WHAT NEEDS TO BE DONE
When you reach the line with "filename src/sim/state.rs" in the data below, begin printing lines exactly, and stop once the line with "use super::level::Level;" has been printed.
── RECORDS SUPPLIED ──
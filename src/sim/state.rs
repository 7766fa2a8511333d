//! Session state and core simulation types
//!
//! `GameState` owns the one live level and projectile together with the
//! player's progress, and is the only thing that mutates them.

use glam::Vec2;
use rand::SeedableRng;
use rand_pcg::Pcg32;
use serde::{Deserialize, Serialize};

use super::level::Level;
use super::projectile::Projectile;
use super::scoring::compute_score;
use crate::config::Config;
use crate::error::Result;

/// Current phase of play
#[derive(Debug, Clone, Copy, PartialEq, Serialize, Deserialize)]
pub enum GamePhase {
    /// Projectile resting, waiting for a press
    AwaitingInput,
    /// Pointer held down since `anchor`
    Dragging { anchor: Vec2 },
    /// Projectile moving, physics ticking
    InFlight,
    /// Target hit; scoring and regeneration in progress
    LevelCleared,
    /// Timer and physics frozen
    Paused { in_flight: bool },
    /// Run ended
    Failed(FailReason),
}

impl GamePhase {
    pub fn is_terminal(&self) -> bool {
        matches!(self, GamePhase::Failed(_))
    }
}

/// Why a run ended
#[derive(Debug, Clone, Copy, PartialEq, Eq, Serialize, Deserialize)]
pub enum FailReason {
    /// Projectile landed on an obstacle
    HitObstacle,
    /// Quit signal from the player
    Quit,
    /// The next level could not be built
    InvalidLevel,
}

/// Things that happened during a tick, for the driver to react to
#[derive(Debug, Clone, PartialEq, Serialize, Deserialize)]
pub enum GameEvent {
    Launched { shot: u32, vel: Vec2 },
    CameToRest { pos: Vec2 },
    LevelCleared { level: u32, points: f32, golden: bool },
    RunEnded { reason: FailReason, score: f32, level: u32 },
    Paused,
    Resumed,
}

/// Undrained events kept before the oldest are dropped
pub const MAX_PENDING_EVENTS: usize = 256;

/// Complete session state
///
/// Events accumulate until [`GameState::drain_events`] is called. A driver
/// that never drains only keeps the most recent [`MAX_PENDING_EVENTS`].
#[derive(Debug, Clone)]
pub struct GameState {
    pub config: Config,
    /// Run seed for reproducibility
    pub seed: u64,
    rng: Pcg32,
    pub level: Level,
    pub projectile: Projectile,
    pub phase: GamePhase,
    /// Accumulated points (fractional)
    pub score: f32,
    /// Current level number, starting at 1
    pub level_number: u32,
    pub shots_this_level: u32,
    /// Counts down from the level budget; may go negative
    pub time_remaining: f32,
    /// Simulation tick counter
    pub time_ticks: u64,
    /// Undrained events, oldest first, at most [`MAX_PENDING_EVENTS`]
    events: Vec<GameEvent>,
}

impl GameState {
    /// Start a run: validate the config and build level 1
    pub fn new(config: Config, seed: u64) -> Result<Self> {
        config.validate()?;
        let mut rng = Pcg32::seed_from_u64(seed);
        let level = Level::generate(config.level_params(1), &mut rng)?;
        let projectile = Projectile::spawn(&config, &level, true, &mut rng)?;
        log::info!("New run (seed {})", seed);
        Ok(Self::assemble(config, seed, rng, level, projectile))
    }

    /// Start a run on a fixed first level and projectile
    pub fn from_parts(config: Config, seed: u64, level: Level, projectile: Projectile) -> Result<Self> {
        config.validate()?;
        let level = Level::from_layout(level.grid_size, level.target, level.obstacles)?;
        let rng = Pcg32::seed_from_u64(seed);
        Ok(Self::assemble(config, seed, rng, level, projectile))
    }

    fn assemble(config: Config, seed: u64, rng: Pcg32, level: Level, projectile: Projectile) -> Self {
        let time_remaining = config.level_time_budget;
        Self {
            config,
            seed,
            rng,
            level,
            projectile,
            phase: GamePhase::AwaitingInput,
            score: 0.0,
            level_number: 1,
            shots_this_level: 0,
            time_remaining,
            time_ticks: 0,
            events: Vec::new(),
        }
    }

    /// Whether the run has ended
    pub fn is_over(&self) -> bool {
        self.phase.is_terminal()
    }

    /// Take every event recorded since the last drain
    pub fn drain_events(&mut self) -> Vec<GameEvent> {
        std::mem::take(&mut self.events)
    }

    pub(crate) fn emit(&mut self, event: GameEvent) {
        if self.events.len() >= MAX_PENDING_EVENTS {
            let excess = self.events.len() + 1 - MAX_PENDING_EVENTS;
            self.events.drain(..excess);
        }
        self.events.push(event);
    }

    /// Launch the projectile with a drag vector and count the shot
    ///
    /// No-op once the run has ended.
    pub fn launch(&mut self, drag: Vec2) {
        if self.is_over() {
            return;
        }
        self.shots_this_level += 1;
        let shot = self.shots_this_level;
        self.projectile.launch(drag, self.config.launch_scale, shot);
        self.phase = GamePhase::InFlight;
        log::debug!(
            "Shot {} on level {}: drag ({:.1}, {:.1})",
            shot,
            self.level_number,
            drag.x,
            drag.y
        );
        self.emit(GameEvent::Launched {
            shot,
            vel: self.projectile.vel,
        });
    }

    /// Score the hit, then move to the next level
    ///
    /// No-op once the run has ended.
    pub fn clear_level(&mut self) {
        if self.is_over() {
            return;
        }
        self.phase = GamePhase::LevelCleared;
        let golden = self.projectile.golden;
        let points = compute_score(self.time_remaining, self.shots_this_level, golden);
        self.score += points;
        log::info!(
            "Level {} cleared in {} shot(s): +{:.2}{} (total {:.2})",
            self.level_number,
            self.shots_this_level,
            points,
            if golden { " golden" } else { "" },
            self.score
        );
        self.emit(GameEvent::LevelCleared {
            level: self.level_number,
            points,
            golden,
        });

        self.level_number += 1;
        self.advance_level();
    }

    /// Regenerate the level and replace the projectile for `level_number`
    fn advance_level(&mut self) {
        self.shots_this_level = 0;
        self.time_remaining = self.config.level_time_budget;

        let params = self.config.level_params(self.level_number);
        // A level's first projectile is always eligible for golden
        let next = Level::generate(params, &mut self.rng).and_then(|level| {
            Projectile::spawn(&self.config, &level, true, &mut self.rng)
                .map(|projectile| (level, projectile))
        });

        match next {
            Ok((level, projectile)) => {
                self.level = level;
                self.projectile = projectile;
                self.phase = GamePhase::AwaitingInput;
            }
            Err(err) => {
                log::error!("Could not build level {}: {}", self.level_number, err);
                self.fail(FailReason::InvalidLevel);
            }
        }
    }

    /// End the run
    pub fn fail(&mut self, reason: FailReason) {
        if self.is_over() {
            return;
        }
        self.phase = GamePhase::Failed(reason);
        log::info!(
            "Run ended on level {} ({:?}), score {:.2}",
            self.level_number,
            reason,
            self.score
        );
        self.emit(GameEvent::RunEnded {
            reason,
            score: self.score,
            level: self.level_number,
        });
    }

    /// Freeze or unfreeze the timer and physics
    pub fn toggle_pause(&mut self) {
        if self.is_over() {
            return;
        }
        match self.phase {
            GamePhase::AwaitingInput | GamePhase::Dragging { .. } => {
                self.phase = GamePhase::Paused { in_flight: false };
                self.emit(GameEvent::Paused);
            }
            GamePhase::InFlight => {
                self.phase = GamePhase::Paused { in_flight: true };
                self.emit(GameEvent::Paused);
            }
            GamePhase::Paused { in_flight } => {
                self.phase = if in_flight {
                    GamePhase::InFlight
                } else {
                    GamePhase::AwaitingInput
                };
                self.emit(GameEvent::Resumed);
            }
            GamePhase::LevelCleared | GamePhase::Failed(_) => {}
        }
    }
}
───
── RECORDS SUPPLIED ──
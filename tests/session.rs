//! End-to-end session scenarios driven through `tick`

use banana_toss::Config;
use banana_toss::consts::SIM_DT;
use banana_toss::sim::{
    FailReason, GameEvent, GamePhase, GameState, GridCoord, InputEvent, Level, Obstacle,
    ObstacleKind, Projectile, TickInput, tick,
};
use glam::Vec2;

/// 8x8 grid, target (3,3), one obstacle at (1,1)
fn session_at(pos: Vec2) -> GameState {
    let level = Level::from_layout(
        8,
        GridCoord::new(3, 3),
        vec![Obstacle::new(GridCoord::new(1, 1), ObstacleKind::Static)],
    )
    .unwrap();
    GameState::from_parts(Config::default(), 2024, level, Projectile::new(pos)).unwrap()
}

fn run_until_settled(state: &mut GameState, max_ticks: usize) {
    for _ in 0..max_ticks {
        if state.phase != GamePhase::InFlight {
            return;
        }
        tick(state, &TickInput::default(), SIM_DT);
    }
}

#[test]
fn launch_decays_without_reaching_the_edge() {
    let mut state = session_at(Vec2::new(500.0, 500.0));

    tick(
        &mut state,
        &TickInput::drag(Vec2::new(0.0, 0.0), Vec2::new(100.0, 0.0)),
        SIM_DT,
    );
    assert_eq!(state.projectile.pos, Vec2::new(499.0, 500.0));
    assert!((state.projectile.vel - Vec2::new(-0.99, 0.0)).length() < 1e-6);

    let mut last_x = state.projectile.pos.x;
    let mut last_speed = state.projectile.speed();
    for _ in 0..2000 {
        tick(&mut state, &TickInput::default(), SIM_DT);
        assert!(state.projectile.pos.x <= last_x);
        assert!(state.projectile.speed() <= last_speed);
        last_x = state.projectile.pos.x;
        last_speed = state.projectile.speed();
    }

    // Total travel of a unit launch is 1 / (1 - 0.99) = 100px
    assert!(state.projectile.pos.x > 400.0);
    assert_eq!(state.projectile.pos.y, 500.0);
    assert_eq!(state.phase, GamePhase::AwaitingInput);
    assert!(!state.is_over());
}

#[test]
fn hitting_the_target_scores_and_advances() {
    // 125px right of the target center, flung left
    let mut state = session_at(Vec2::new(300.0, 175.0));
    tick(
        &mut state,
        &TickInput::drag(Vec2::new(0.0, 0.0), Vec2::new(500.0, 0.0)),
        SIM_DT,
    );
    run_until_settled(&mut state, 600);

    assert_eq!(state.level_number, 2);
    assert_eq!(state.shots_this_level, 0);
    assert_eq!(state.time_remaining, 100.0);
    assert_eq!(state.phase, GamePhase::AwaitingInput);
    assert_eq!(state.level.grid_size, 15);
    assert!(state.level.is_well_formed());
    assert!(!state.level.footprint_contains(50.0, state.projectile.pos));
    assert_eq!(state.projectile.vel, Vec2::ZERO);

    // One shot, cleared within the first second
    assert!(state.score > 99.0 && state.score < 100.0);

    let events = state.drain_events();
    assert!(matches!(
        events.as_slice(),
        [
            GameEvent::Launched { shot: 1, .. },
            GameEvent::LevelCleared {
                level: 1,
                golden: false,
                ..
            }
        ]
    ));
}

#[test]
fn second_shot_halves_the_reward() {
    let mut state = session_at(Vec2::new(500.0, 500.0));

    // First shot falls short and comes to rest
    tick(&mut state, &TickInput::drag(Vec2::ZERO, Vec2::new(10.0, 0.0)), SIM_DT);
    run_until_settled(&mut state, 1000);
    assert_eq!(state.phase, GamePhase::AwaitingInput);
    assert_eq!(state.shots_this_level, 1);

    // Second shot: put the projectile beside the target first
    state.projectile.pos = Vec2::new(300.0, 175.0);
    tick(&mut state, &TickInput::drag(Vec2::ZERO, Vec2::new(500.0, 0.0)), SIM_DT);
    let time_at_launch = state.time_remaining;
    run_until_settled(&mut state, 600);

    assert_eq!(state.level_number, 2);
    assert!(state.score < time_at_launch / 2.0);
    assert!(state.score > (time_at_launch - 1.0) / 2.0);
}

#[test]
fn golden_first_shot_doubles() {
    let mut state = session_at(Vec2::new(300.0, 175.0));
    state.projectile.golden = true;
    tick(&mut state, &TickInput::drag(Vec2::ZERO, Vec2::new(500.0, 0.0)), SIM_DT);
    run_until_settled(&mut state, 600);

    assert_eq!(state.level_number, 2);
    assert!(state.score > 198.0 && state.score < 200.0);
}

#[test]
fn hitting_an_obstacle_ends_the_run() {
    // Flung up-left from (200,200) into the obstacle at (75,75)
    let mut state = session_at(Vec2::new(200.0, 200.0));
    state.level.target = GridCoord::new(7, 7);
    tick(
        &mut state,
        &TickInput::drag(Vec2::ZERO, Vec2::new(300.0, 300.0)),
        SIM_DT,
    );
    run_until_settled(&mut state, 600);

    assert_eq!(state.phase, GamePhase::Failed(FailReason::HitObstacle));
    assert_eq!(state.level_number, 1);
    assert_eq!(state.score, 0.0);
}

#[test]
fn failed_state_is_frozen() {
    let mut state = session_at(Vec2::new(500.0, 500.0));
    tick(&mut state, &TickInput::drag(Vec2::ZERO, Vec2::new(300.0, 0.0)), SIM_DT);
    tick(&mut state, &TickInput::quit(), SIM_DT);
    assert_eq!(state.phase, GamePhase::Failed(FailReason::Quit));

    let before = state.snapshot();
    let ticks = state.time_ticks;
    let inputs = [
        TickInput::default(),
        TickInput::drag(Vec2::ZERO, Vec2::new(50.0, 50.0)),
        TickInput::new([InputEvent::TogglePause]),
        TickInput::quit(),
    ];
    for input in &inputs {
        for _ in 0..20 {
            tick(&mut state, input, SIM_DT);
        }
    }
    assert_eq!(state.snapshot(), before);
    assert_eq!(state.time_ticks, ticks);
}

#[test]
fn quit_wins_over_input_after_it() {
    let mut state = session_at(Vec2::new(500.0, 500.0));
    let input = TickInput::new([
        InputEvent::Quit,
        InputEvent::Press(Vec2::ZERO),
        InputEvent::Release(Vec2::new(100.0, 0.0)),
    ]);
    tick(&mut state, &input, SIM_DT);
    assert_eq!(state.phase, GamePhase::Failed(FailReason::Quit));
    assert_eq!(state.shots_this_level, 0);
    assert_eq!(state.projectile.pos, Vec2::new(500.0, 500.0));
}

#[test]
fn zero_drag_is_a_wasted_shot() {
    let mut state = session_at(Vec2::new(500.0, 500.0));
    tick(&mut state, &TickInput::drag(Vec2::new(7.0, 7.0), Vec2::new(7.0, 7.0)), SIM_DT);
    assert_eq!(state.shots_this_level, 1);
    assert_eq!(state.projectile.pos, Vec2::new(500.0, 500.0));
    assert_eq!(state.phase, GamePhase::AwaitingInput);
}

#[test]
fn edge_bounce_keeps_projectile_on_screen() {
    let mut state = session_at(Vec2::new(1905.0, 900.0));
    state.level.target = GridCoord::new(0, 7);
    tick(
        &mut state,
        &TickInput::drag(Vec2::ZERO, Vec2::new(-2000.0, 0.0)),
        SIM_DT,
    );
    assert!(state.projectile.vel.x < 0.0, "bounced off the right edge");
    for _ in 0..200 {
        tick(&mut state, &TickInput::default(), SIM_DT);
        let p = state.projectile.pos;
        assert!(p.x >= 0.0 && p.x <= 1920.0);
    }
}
───
RESULT BELOW
filename src/sim/state.rs
repository 7766fa2a8511333d
//! Session state and core simulation types
//!
//! `GameState` owns the one live level and projectile together with the
//! player's progress, and is the only thing that mutates them.

use glam::Vec2;
use rand::SeedableRng;
use rand_pcg::Pcg32;
use serde::{Deserialize, Serialize};

use super::level::Level;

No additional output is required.